Ha preso il via a Orvieto il progetto di manutenzione e valorizzazione dell’Anello della Rupe, realizzato grazie alla collaborazione tra il Comune, la Casa Circondariale, l’Associazione di Promozione Sociale “ParteCivile” e il Liceo Artistico “Livio Orazio Valentini”. L’iniziativa, basata su una convenzione biennale approvata a gennaio, coinvolge detenuti in attività di volontariato per la cura del territorio e la giustizia riparativa.
I lavori sono iniziati sabato 1° marzo, alla presenza dell’assessore alle Politiche Sociali e all’Istruzione, Alda Coppola, dei rappresentanti di ParteCivile Danilo Bellavita e Gianni Pietro Mencarelli, e degli studenti delle classi terze del Liceo Artistico, accompagnati dalle docenti Elisabetta Sarpano e Silvia Valentini. L’intervento prevede attività di manutenzione periodica, con il coinvolgimento di cinque detenuti sotto la supervisione del Centro Servizi Manutentivi del Comune di Orvieto, che coordinerà le operazioni e fornirà mezzi e attrezzature.

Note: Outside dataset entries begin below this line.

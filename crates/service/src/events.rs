use std::sync::Arc;

use tracing::{info, instrument};

use models::{Event, NewEvent};

use crate::errors::ServiceError;
use crate::query::Query;
use crate::store::{decode_rows, first_row, TableStore};

pub const EVENTS_TABLE: &str = "events";

/// Events gateway: create, list, fetch and delete rows of the `events` table.
pub struct EventService {
    store: Arc<dyn TableStore>,
}

impl EventService {
    pub fn new(store: Arc<dyn TableStore>) -> Self { Self { store } }

    #[instrument(skip(self, new), fields(name = %new.name))]
    pub async fn create(&self, new: NewEvent) -> Result<Event, ServiceError> {
        let row = serde_json::to_value(&new).map_err(|e| ServiceError::Validation(e.to_string()))?;
        let rows = self.store.insert(EVENTS_TABLE, row).await?;
        let event: Event = first_row(rows, "event")?;
        info!(id = %event.id, "event created");
        Ok(event)
    }

    /// All events in whatever order the data service returns them.
    pub async fn list(&self) -> Result<Vec<Event>, ServiceError> {
        let rows = self.store.select(EVENTS_TABLE, &Query::all()).await?;
        decode_rows(rows, "event")
    }

    pub async fn get(&self, id: &str) -> Result<Event, ServiceError> {
        let rows = self.store.select(EVENTS_TABLE, &Query::all().eq("id", id)).await?;
        let mut events: Vec<Event> = decode_rows(rows, "event")?;
        match events.len() {
            0 => Err(ServiceError::not_found("Event")),
            1 => Ok(events.remove(0)),
            n => Err(ServiceError::Upstream(format!("{n} events share id {id}"))),
        }
    }

    /// Idempotent: deleting a missing id succeeds.
    #[instrument(skip(self))]
    pub async fn delete(&self, id: &str) -> Result<(), ServiceError> {
        self.store.delete(EVENTS_TABLE, &Query::all().eq("id", id)).await?;
        info!("event deleted");
        Ok(())
    }
}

Secondo Elisabetta Sarpano, gli studenti degli indirizzi di Architettura, Grafica Multimediale e Arti Figurative contribuiranno alla riqualificazione dell’Anello della Rupe progettando nuovi elementi di arredo urbano e cartellonistica. Quest’ultima includerà un QR code che permetterà ai visitatori di accedere a contenuti multimediali informativi sul percorso.
Dal punto di vista sociale, l’iniziativa si inserisce in un quadro più ampio di inclusione e reinserimento. Danilo Bellavita e Gianni Mencarelli di ParteCivile hanno sottolineato che il progetto non si limita alla manutenzione del territorio, ma rappresenta un’applicazione concreta dell’articolo 27 della Costituzione, che prevede la rieducazione dei detenuti attraverso esperienze di formazione e lavoro.
L’assessore Alda Coppola ha evidenziato il valore umano dell’iniziativa, riportando le parole di un detenuto che ha espresso gratitudine per l’opportunità di rendersi utile. Secondo Coppola, il progetto dimostra come la comunità possa trasformarsi in uno spazio di inclusione e crescita, unendo istituzioni, associazioni e scuole in un modello di cittadinanza attiva e responsabilità sociale.